Рулен, как мы помним, уезжал в Марсель. В момент расставания Винсент был с его семьёй, которая на некоторое время оставалась в Арле. Облачённый в новую униформу почтальон был в хорошем настроении, все его поздравляли, но Винсент был опечален его отъездом. Голос Рулена напоминал ему и нежную песню кормилицы, и трубный звук французской революции.

В дни обострения, находясь в больнице, Винсент вспоминал своё прошлое, годы детства – «каждую комнату в доме в Зюндерте, каждую тропинку, каждое растение в саду, окружающие виды, поля, соседей, кладбище, церковь, а за ней наш огород – вплоть до гнезда сороки на высокой кладбищенской акации» (7). Значит, он вспомнил и могилу родившегося мёртвым старшего брата и тёзки.

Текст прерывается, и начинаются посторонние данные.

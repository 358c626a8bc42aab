//! Application layer - Use cases
//!
//! This layer runs one call job end to end:
//! - Starting the agent session and dialing the callee
//! - Serving the agent's tool calls
//! - Tearing the call down

pub mod entrypoint;
pub mod outbound_caller;
pub mod tools;
pub mod worker;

Хотя постепенно состояние Винсента улучшалось, его не покидали беспокойство и страх. Он признавался, что у него были мучительные галлюцинации и бессонница, а ведь он всегда хорошо спал. Такое его состояние явно сказалось на картине, которая настолько его занимала, что он написал с неё пять повторений. Полотно под названием «Колыбельная» – это портрет жены Рулена Огюстины, сидящей в кресле Гогена. Женщина с подчёркнутыми материнскими формами, с пышной грудью кормилицы изображена на фоне обоев с грубоватым, резким цветочным орнаментом, она сидит у колыбели своего сына. В этой картине впечатляет контраст между красно-зелёным аккордом, зловещий смысл которого нам уже известен, и умиротворяющей фигурой Огюстины Рулен. Словно Винсент хотел заглушить, отстранить этой материнской фигурой драматический фон своей жизни.